+++ Data supplied

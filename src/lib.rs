//! Structural requirement checking for submitted programs.
//!
//! A [`Requirement`] groups declarative [`Rule`]s about how named
//! definitions are written ("`f` is defined directly using `g`", "`x` is never
//! used", ...). [`evaluate`] checks them against a program tree produced by an
//! external parser, without running the program, and returns a [`Verdict`]
//! with human-readable diagnostics.

pub mod checks;
pub mod config;
pub mod definitions;
pub mod engine;
pub mod error;
pub mod query;
pub mod rules;

pub use brrr_req_repr as repr;
pub use brrr_req_repr::{fingerprint, Module, ParsedProgram};
pub use checks::fingerprint_definition;
pub use config::{load_requirements, parse_requirements};
pub use definitions::{definitions_of, equations_of};
pub use engine::{check_rule, evaluate, evaluate_all};
pub use error::{ConfigError, Result};
pub use query::{collect_by_kind, fold_bool_by_kind, Combine, Node};
pub use rules::{
    Check, Diagnostic, Evaluation, Requirement, Rule, RuleKind, Verdict, UNPARSABLE_MESSAGE,
    UNRECOGNIZED_MESSAGE,
};
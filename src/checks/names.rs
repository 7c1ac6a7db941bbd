//! Forbidden definitions and forbidden references.

use brrr_req_repr::{Expr_, Module};
use serde::{Deserialize, Serialize};

use crate::definitions::definitions_of;
use crate::query::{fold_bool_by_kind, Combine, Node};
use crate::rules::{Check, Diagnostic, RuleKind};

/// `target` must not be defined anywhere.
#[derive(Debug, Clone, PartialEq, Eq, Serialize, Deserialize)]
#[serde(deny_unknown_fields)]
pub struct NotDefinedRule {
    pub target: String,
}

impl Check for NotDefinedRule {
    fn kind(&self) -> RuleKind {
        RuleKind::NotDefined
    }

    fn check(&self, module: &Module) -> Vec<Diagnostic> {
        if definitions_of(module, &self.target).is_empty() {
            Vec::new()
        } else {
            vec![Diagnostic::new(format!(
                "`{}` should not be defined.",
                self.target
            ))]
        }
    }
}

/// `target` must not be referenced anywhere, qualified or not.
#[derive(Debug, Clone, PartialEq, Eq, Serialize, Deserialize)]
#[serde(deny_unknown_fields)]
pub struct NotUsedRule {
    pub target: String,
}

impl Check for NotUsedRule {
    fn kind(&self) -> RuleKind {
        RuleKind::NotUsed
    }

    fn check(&self, module: &Module) -> Vec<Diagnostic> {
        let used = fold_bool_by_kind(
            module,
            |node| match node {
                Node::Expr(expr) => match &expr.value {
                    Expr_::Var(name) => Some(name.refers_to(&self.target)),
                    _ => None,
                },
                _ => None,
            },
            Combine::Any,
        );
        if used {
            vec![Diagnostic::new(format!(
                "`{}` should not be used.",
                self.target
            ))]
        } else {
            Vec::new()
        }
    }
}
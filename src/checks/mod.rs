//! Rule checkers.
//!
//! Each rule struct carries its parameters and implements [`Check`]; an
//! empty diagnostic list means the rule holds.
//!
//! [`Check`]: crate::rules::Check

mod defined_by;
mod expected;
mod names;
mod params;

pub use defined_by::{head_of, DefinedByFunctionRule};
pub use expected::{fingerprint_definition, MatchesExpectedRule};
pub use names::{NotDefinedRule, NotUsedRule};
pub use params::{is_simple_param, SimpleParamsRule, UsesAllParamsRule};

use crate::rules::Diagnostic;

fn not_defined(target: &str) -> Diagnostic {
    Diagnostic::new(format!("`{target}` is not defined."))
}
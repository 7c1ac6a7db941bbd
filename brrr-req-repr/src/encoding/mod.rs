//! Canonical encodings of tree fragments.

mod fingerprint;

pub use fingerprint::{canonical_form, fingerprint, FINGERPRINT_MODULUS};
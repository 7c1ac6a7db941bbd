//! Error types for the program tree crate

use thiserror::Error;

/// Result type alias for repr operations
pub type ReprResult<T> = Result<T, ReprError>;

/// Top-level error type
#[derive(Debug, Error)]
pub enum ReprError {
    /// The external parser handed over a tree that does not decode
    #[error("Invalid program tree: {0}")]
    Json(#[from] serde_json::Error),
}
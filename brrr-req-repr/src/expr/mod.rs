//! Expression, pattern and name types with source location tracking.

mod location;
mod literal;
mod name;
mod pattern;
mod expression;

pub use location::{Pos, Range, WithLoc};
pub use literal::Literal;
pub use name::{Name, QName};
pub use pattern::{Pattern, Pattern_};
pub use expression::{Alt, Expr, Expr_, Stmt, Stmt_};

++++++

What to work on:
All of the records above are to be printed again exactly as they appear.

Expected output:
filename src/lib.rs
//! Structural requirement checking for submitted programs.
//!
//! A [`Requirement`] groups declarative [`Rule`]s about how named
//! definitions are written ("`f` is defined directly using `g`", "`x` is never
//! used", ...). [`evaluate`] checks them against a program tree produced by an
//! external parser, without running the program, and returns a [`Verdict`]
//! with human-readable diagnostics.

pub mod checks;
pub mod config;
pub mod definitions;
pub mod engine;
pub mod error;
pub mod query;
pub mod rules;

pub use brrr_req_repr as repr;
pub use brrr_req_repr::{fingerprint, Module, ParsedProgram};
pub use checks::fingerprint_definition;
pub use config::{load_requirements, parse_requirements};
pub use definitions::{definitions_of, equations_of};
pub use engine::{check_rule, evaluate, evaluate_all};
pub use error::{ConfigError, Result};
pub use query::{collect_by_kind, fold_bool_by_kind, Combine, Node};
pub use rules::{
    Check, Diagnostic, Evaluation, Requirement, Rule, RuleKind, Verdict, UNPARSABLE_MESSAGE,
    UNRECOGNIZED_MESSAGE,
};
filename src/checks/names.rs
repository 7c1ac6a7db941bbd
//! Forbidden definitions and forbidden references.

use brrr_req_repr::{Expr_, Module};
use serde::{Deserialize, Serialize};

use crate::definitions::definitions_of;
use crate::query::{fold_bool_by_kind, Combine, Node};
use crate::rules::{Check, Diagnostic, RuleKind};

/// `target` must not be defined anywhere.
#[derive(Debug, Clone, PartialEq, Eq, Serialize, Deserialize)]
#[serde(deny_unknown_fields)]
pub struct NotDefinedRule {
    pub target: String,
}

impl Check for NotDefinedRule {
    fn kind(&self) -> RuleKind {
        RuleKind::NotDefined
    }

    fn check(&self, module: &Module) -> Vec<Diagnostic> {
        if definitions_of(module, &self.target).is_empty() {
            Vec::new()
        } else {
            vec![Diagnostic::new(format!(
                "`{}` should not be defined.",
                self.target
            ))]
        }
    }
}

/// `target` must not be referenced anywhere, qualified or not.
#[derive(Debug, Clone, PartialEq, Eq, Serialize, Deserialize)]
#[serde(deny_unknown_fields)]
pub struct NotUsedRule {
    pub target: String,
}

impl Check for NotUsedRule {
    fn kind(&self) -> RuleKind {
        RuleKind::NotUsed
    }

    fn check(&self, module: &Module) -> Vec<Diagnostic> {
        let used = fold_bool_by_kind(
            module,
            |node| match node {
                Node::Expr(expr) => match &expr.value {
                    Expr_::Var(name) => Some(name.refers_to(&self.target)),
                    _ => None,
                },
                _ => None,
            },
            Combine::Any,
        );
        if used {
            vec![Diagnostic::new(format!(
                "`{}` should not be used.",
                self.target
            ))]
        } else {
            Vec::new()
        }
    }
}
filename src/checks/mod.rs
//! Rule checkers.
//!
//! Each rule struct carries its parameters and implements [`Check`]; an
//! empty diagnostic list means the rule holds.
//!
//! [`Check`]: crate::rules::Check

mod defined_by;
mod expected;
mod names;
mod params;

pub use defined_by::{head_of, DefinedByFunctionRule};
pub use expected::{fingerprint_definition, MatchesExpectedRule};
pub use names::{NotDefinedRule, NotUsedRule};
pub use params::{is_simple_param, SimpleParamsRule, UsesAllParamsRule};

use crate::rules::Diagnostic;

fn not_defined(target: &str) -> Diagnostic {
    Diagnostic::new(format!("`{target}` is not defined."))
}
repository 7c1ac6a7db941bbd
filename brrr-req-repr/src/encoding/mod.rs
//! Canonical encodings of tree fragments.

mod fingerprint;

pub use fingerprint::{canonical_form, fingerprint, FINGERPRINT_MODULUS};
repository 7c1ac6a7db941bbd
//! Error types for the program tree crate

use thiserror::Error;

/// Result type alias for repr operations
pub type ReprResult<T> = Result<T, ReprError>;

/// Top-level error type
#[derive(Debug, Error)]
pub enum ReprError {
    /// The external parser handed over a tree that does not decode
    #[error("Invalid program tree: {0}")]
    Json(#[from] serde_json::Error),
}
filename brrr-req-repr/src/expr/mod.rs
//! Expression, pattern and name types with source location tracking.

mod location;
mod literal;
mod name;
mod pattern;
mod expression;

pub use location::{Pos, Range, WithLoc};
pub use literal::Literal;
pub use name::{Name, QName};
pub use pattern::{Pattern, Pattern_};
pub use expression::{Alt, Expr, Expr_, Stmt, Stmt_};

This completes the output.